A Green self-revealing, Non-cited Violation (NCV) of 10 CFR 50 Appendix B Criterion XVI was identified as a result of the licensees failure to adequately implement corrective action which resulted in an inoperable control room chiller.
 
=====Description:=====
On May 16, 2006, the licensee attempted to place 1-HV-E-4B, control room chiller, in service; however, the chiller failed to start and was declared inoperable per TS 3.7.11, Condition A, which requires restoration within 30 days. Troubleshooting by the licensee determined that a chilled water flow switch, 1-HV-FS-1213B was the cause of the failure to start and was subsequently replaced using a commercial grade dedication process. The inspectors performed a review of the work history associated with the aforementioned flow switch in addition to the similar flow switches on the other control room chillers, 1-HV-E-4A and 1-HV-E-4C, and identified the following information:
* May 1, 2001: The licensee performed preventive maintenance (PM) on flow switch, 1-HV-FS-1213A (control room chiller, 1HV-E-4A) and identified intermittent operation. Plant Issue N-2001-1327 was initiated due to the intermittent operation and the equipment age of about 25 years. This plant issue was closed to Work Order (WO) 00440514-01 which replaced the flow switch.

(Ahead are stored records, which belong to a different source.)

//! Configuration for the tidewire dispatch server.
//!
//! Values are layered: built-in defaults, then an optional TOML file, then
//! the process environment (including `.env`). The composed [`Config`] passes
//! through guard rails before it is handed to the server.

pub mod constants;
pub mod loader;
pub mod models;
pub mod util;
pub mod validation;

pub use loader::{
    ConfigLoad, ConfigLoader, error::ConfigLoadError,
};
pub use models::{
    Config, ConfigMetadata, ConnectionRetry, GatewayConfig, PublisherConfig,
    RedisConfig, ServerConfig, UpstreamConfig,
};
pub use validation::{ConfigGuardRailError, ConfigWarning, ConfigWarnings};
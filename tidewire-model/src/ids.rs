use serde::{Deserialize, Serialize};
use uuid::Uuid;

use crate::error::ModelError;

/// Identity a client connection declares when it subscribes. Issued by the
/// authentication layer; opaque to the relay.
#[derive(Debug, Clone, PartialEq, Eq, PartialOrd, Ord, Hash, Serialize, Deserialize)]
#[serde(into = "String", try_from = "String")]
pub struct UserId(String);

impl UserId {
    /// Rejects blank identities.
    pub fn new(raw: impl Into<String>) -> Result<Self, ModelError> {
        let raw = raw.into();
        if raw.trim().is_empty() {
            return Err(ModelError::InvalidId("user id must not be empty".into()));
        }
        Ok(Self(raw))
    }

    pub fn as_str(&self) -> &str {
        &self.0
    }
}

impl std::fmt::Display for UserId {
    fn fmt(&self, f: &mut std::fmt::Formatter<'_>) -> std::fmt::Result {
        f.write_str(&self.0)
    }
}

impl TryFrom<String> for UserId {
    type Error = ModelError;

    fn try_from(raw: String) -> Result<Self, Self::Error> {
        Self::new(raw)
    }
}

impl From<UserId> for String {
    fn from(id: UserId) -> Self {
        id.0
    }
}

impl AsRef<str> for UserId {
    fn as_ref(&self) -> &str {
        &self.0
    }
}

/// Originating id of a task, optimization or walk-forward analysis.
#[derive(Debug, Clone, PartialEq, Eq, Hash, Serialize, Deserialize)]
#[serde(into = "String", try_from = "String")]
pub struct TaskId(String);

impl TaskId {
    pub fn generate() -> Self {
        Self(Uuid::new_v4().to_string())
    }

    pub fn new(raw: impl Into<String>) -> Result<Self, ModelError> {
        let raw = raw.into();
        if raw.trim().is_empty() {
            return Err(ModelError::InvalidId("task id must not be empty".into()));
        }
        Ok(Self(raw))
    }

    pub fn as_str(&self) -> &str {
        &self.0
    }
}

impl std::fmt::Display for TaskId {
    fn fmt(&self, f: &mut std::fmt::Formatter<'_>) -> std::fmt::Result {
        f.write_str(&self.0)
    }
}

impl TryFrom<String> for TaskId {
    type Error = ModelError;

    fn try_from(raw: String) -> Result<Self, Self::Error> {
        Self::new(raw)
    }
}

impl From<TaskId> for String {
    fn from(id: TaskId) -> Self {
        id.0
    }
}

/// Server-assigned handle for one live gateway connection.
#[derive(Debug, Clone, Copy, PartialEq, Eq, PartialOrd, Ord, Hash, Serialize, Deserialize)]
#[serde(transparent)]
pub struct ConnectionId(pub Uuid);

impl Default for ConnectionId {
    fn default() -> Self {
        Self::new()
    }
}

impl ConnectionId {
    pub fn new() -> Self {
        ConnectionId(Uuid::now_v7())
    }
}

impl std::fmt::Display for ConnectionId {
    fn fmt(&self, f: &mut std::fmt::Formatter<'_>) -> std::fmt::Result {
        write!(f, "{}", self.0)
    }
}

#[cfg(test)]
mod tests {
    use super::*;

    #[test]
    fn blank_user_id_is_rejected() {
        assert!(UserId::new("   ").is_err());
        assert_eq!(UserId::new("u1").unwrap().as_str(), "u1");
    }

    #[test]
    fn blank_ids_fail_to_deserialize() {
        assert!(serde_json::from_str::<UserId>("\"   \"").is_err());
        assert!(serde_json::from_str::<TaskId>("\"\"").is_err());
        let user: UserId = serde_json::from_str("\"u1\"").unwrap();
        assert_eq!(serde_json::to_string(&user).unwrap(), "\"u1\"");
    }

    #[test]
    fn generated_task_ids_are_unique_uuids() {
        let a = TaskId::generate();
        let b = TaskId::generate();
        assert_ne!(a, b);
        assert!(Uuid::parse_str(a.as_str()).is_ok());
    }
}
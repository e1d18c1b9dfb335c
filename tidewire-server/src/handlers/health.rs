use axum::{Json, extract::State};
use serde::Serialize;

use crate::infra::{
    app_state::AppState,
    pubsub::RouterStats,
    upstream::{ConsumerState, ConsumerStats},
    websocket::GatewayStats,
};

#[derive(Debug, Serialize)]
#[serde(rename_all = "camelCase")]
pub struct HealthReport {
    pub status: &'static str,
    pub gateway: GatewayStats,
    pub router: RouterStats,
    #[serde(skip_serializing_if = "Option::is_none")]
    pub upstream: Option<UpstreamHealth>,
}

#[derive(Debug, Serialize)]
pub struct UpstreamHealth {
    #[serde(flatten)]
    pub state: ConsumerState,
    pub stats: ConsumerStats,
}

pub async fn health_handler(State(state): State<AppState>) -> Json<HealthReport> {
    let upstream = state.upstream.as_ref().map(|consumer| UpstreamHealth {
        state: consumer.state().borrow().clone(),
        stats: consumer.stats(),
    });
    let degraded = matches!(
        upstream,
        Some(UpstreamHealth {
            state: ConsumerState::Failed { .. },
            ..
        })
    );

    Json(HealthReport {
        status: if degraded { "degraded" } else { "ok" },
        gateway: state.gateway.stats(),
        router: state.router.stats(),
        upstream,
    })
}
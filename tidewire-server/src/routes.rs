use axum::{
    Router,
    http::{HeaderValue, Method, header},
    routing::{get, post},
};
use tower_http::{
    cors::{AllowOrigin, CorsLayer},
    trace::TraceLayer,
};
use tracing::warn;

use crate::{
    handlers::{alerts, handle_websocket, health, tasks},
    infra::app_state::AppState,
};

/// Versioned submission API.
pub fn create_v1_router() -> Router<AppState> {
    Router::new()
        .route("/backtests", post(tasks::submit_backtest))
        .route("/optimizations", post(tasks::submit_optimization))
        .route("/walkforwards", post(tasks::submit_walkforward))
        .route("/alerts", post(alerts::trigger_alert))
}

pub fn create_app(state: AppState) -> Router {
    // Permissive in dev, allow-list otherwise
    let cors_layer = if state.config().dev_mode {
        CorsLayer::permissive()
    } else {
        let origins: Vec<HeaderValue> = state
            .config()
            .gateway
            .cors_allowed_origins
            .iter()
            .filter_map(|origin| match HeaderValue::from_str(origin.trim()) {
                Ok(value) => Some(value),
                Err(_) => {
                    warn!(origin = %origin, "ignoring unparsable CORS origin");
                    None
                }
            })
            .collect();

        CorsLayer::new()
            .allow_origin(AllowOrigin::list(origins))
            .allow_methods([Method::GET, Method::POST, Method::OPTIONS])
            .allow_headers([header::CONTENT_TYPE, header::AUTHORIZATION])
    };

    let gateway_path = state.config().gateway.route_path();

    Router::new()
        .route("/health", get(health::health_handler))
        .route(&gateway_path, get(handle_websocket::websocket_handler))
        .nest("/api/v1", create_v1_router())
        .layer(TraceLayer::new_for_http())
        .layer(cors_layer)
        .with_state(state)
}
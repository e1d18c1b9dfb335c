//! Fixed channel taxonomy forming the wire contract with the compute tier.
//!
//! Every channel carries exactly one message schema: the `*:task` channels carry
//! task envelopes and every other channel carries an outcome event of the kind
//! named by its suffix. The set is closed; nothing in the relay creates channels
//! at runtime.

use std::{fmt, str::FromStr};

use serde::{Deserialize, Serialize};

use crate::error::ModelError;

/// Workflow family a task or outcome belongs to.
#[derive(Debug, Clone, Copy, PartialEq, Eq, Hash, Serialize, Deserialize)]
#[serde(rename_all = "lowercase")]
pub enum WorkflowKind {
    Backtest,
    Optimization,
    Walkforward,
}

impl WorkflowKind {
    pub const ALL: [WorkflowKind; 3] = [
        WorkflowKind::Backtest,
        WorkflowKind::Optimization,
        WorkflowKind::Walkforward,
    ];

    pub fn as_str(&self) -> &'static str {
        match self {
            WorkflowKind::Backtest => "backtest",
            WorkflowKind::Optimization => "optimization",
            WorkflowKind::Walkforward => "walkforward",
        }
    }

    /// Name of the top-level JSON field carrying the originating id for this
    /// workflow, both in envelopes and in outcome events.
    pub fn id_field(&self) -> &'static str {
        match self {
            WorkflowKind::Backtest => "taskId",
            WorkflowKind::Optimization => "optimizationId",
            WorkflowKind::Walkforward => "analysisId",
        }
    }

    /// Channel the compute tier consumes submissions of this kind from.
    pub fn task_channel(&self) -> Channel {
        match self {
            WorkflowKind::Backtest => Channel::BacktestTask,
            WorkflowKind::Optimization => Channel::OptimizationTask,
            WorkflowKind::Walkforward => Channel::WalkforwardTask,
        }
    }
}

impl fmt::Display for WorkflowKind {
    fn fmt(&self, f: &mut fmt::Formatter<'_>) -> fmt::Result {
        f.write_str(self.as_str())
    }
}

/// Outcome suffix of a non-task channel.
#[derive(Debug, Clone, Copy, PartialEq, Eq, Hash, Serialize, Deserialize)]
#[serde(rename_all = "lowercase")]
pub enum OutcomeKind {
    Progress,
    Complete,
    Error,
}

impl OutcomeKind {
    pub fn as_str(&self) -> &'static str {
        match self {
            OutcomeKind::Progress => "progress",
            OutcomeKind::Complete => "complete",
            OutcomeKind::Error => "error",
        }
    }
}

impl fmt::Display for OutcomeKind {
    fn fmt(&self, f: &mut fmt::Formatter<'_>) -> fmt::Result {
        f.write_str(self.as_str())
    }
}

/// One of the ten named pub/sub channels.
#[derive(Debug, Clone, Copy, PartialEq, Eq, Hash)]
pub enum Channel {
    BacktestTask,
    BacktestProgress,
    BacktestComplete,
    BacktestError,
    OptimizationTask,
    OptimizationProgress,
    OptimizationComplete,
    WalkforwardTask,
    WalkforwardProgress,
    WalkforwardComplete,
}

impl Channel {
    pub const ALL: [Channel; 10] = [
        Channel::BacktestTask,
        Channel::BacktestProgress,
        Channel::BacktestComplete,
        Channel::BacktestError,
        Channel::OptimizationTask,
        Channel::OptimizationProgress,
        Channel::OptimizationComplete,
        Channel::WalkforwardTask,
        Channel::WalkforwardProgress,
        Channel::WalkforwardComplete,
    ];

    /// Channels the event router subscribes to.
    pub const OUTCOMES: [Channel; 7] = [
        Channel::BacktestProgress,
        Channel::BacktestComplete,
        Channel::BacktestError,
        Channel::OptimizationProgress,
        Channel::OptimizationComplete,
        Channel::WalkforwardProgress,
        Channel::WalkforwardComplete,
    ];

    pub fn as_str(&self) -> &'static str {
        match self {
            Channel::BacktestTask => "backtest:task",
            Channel::BacktestProgress => "backtest:progress",
            Channel::BacktestComplete => "backtest:complete",
            Channel::BacktestError => "backtest:error",
            Channel::OptimizationTask => "optimization:task",
            Channel::OptimizationProgress => "optimization:progress",
            Channel::OptimizationComplete => "optimization:complete",
            Channel::WalkforwardTask => "walkforward:task",
            Channel::WalkforwardProgress => "walkforward:progress",
            Channel::WalkforwardComplete => "walkforward:complete",
        }
    }

    pub fn workflow(&self) -> WorkflowKind {
        match self {
            Channel::BacktestTask
            | Channel::BacktestProgress
            | Channel::BacktestComplete
            | Channel::BacktestError => WorkflowKind::Backtest,
            Channel::OptimizationTask
            | Channel::OptimizationProgress
            | Channel::OptimizationComplete => WorkflowKind::Optimization,
            Channel::WalkforwardTask
            | Channel::WalkforwardProgress
            | Channel::WalkforwardComplete => WorkflowKind::Walkforward,
        }
    }

    /// `None` for task-submission channels.
    pub fn outcome(&self) -> Option<OutcomeKind> {
        match self {
            Channel::BacktestTask
            | Channel::OptimizationTask
            | Channel::WalkforwardTask => None,
            Channel::BacktestProgress
            | Channel::OptimizationProgress
            | Channel::WalkforwardProgress => Some(OutcomeKind::Progress),
            Channel::BacktestComplete
            | Channel::OptimizationComplete
            | Channel::WalkforwardComplete => Some(OutcomeKind::Complete),
            Channel::BacktestError => Some(OutcomeKind::Error),
        }
    }

    pub fn is_task(&self) -> bool {
        self.outcome().is_none()
    }
}

impl fmt::Display for Channel {
    fn fmt(&self, f: &mut fmt::Formatter<'_>) -> fmt::Result {
        f.write_str(self.as_str())
    }
}

impl FromStr for Channel {
    type Err = ModelError;

    fn from_str(s: &str) -> Result<Self, Self::Err> {
        Channel::ALL
            .iter()
            .copied()
            .find(|channel| channel.as_str() == s)
            .ok_or_else(|| ModelError::UnknownChannel(s.to_string()))
    }
}

impl Serialize for Channel {
    fn serialize<S: serde::Serializer>(
        &self,
        serializer: S,
    ) -> Result<S::Ok, S::Error> {
        serializer.serialize_str(self.as_str())
    }
}

impl<'de> Deserialize<'de> for Channel {
    fn deserialize<D: serde::Deserializer<'de>>(
        deserializer: D,
    ) -> Result<Self, D::Error> {
        let raw = String::deserialize(deserializer)?;
        raw.parse().map_err(serde::de::Error::custom)
    }
}
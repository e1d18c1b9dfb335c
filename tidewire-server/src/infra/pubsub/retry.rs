//! Bounded retry schedule shared by the task publisher and broker connects.
//!
//! The delay before retry `n` (0-indexed) is `first × factor^n`, clamped to
//! `max`. A factor of `1.0` gives the fixed delay the publisher uses by default.

use std::time::Duration;

use tidewire_config::{ConnectionRetry, PublisherConfig};

#[derive(Clone, Copy, Debug, PartialEq)]
pub struct RetryPolicy {
    /// Retries allowed after the first attempt.
    pub max_retries: u32,
    pub first: Duration,
    pub max: Duration,
    pub factor: f64,
}

impl Default for RetryPolicy {
    fn default() -> Self {
        Self::from(&PublisherConfig::default())
    }
}

impl From<&PublisherConfig> for RetryPolicy {
    fn from(config: &PublisherConfig) -> Self {
        Self {
            max_retries: config.max_retries,
            first: config.retry_delay,
            max: config.max_delay.max(config.retry_delay),
            factor: config.backoff_factor,
        }
    }
}

impl From<&ConnectionRetry> for RetryPolicy {
    fn from(config: &ConnectionRetry) -> Self {
        Self {
            max_retries: u32::try_from(config.retries).unwrap_or(u32::MAX),
            first: config.backoff_base,
            max: config.backoff_max.max(config.backoff_base),
            factor: 2.0,
        }
    }
}

impl RetryPolicy {
    pub fn fixed(max_retries: u32, delay: Duration) -> Self {
        Self {
            max_retries,
            first: delay,
            max: delay,
            factor: 1.0,
        }
    }

    pub fn total_attempts(&self) -> u32 {
        self.max_retries.saturating_add(1)
    }

    /// Delay to wait before retry `retry` (0 for the first retry).
    pub fn delay_for(&self, retry: u32) -> Duration {
        let exp = retry.min(i32::MAX as u32) as i32;
        let secs = self.first.as_secs_f64() * self.factor.powi(exp);

        if !secs.is_finite() || secs < 0.0 || secs > self.max.as_secs_f64() {
            self.max
        } else {
            Duration::from_secs_f64(secs)
        }
    }
}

* June 24, 2003: The licensee performed a PM on flow switch, 1-HV-FS-1213A (control room chiller, 1HV-E-4A) and identified intermittent operation. Plant Issue N-2003-2482 was initiated due to the intermittent operation and the equipment age of about 25 years. This plant issue was also closed to a WO using the following statement, WO 00493252 01 status 30 to replace flow switch due to age. PI is listed on WO. Current flow switch in the system is operable.
 
However, the WO remained incomplete, and the switch was only adjusted.
* August 16, 2004: WO 00493252-01 was completed with the last work performed identified as as left data sat. no adjustments. functioned sat. Flow switch, 1-HV-FS-1213B, was not replaced as noted as corrective action in Plant Issue N-2003-2482.
* January 25, 2005: WO 00526971-01, which was initiated to perform a calibration on flow switch, 1-HV-FS-1213B, as a routine PM was cancelled and noted that flow switch was calibrated under WO 493242-01 on 08/16/04.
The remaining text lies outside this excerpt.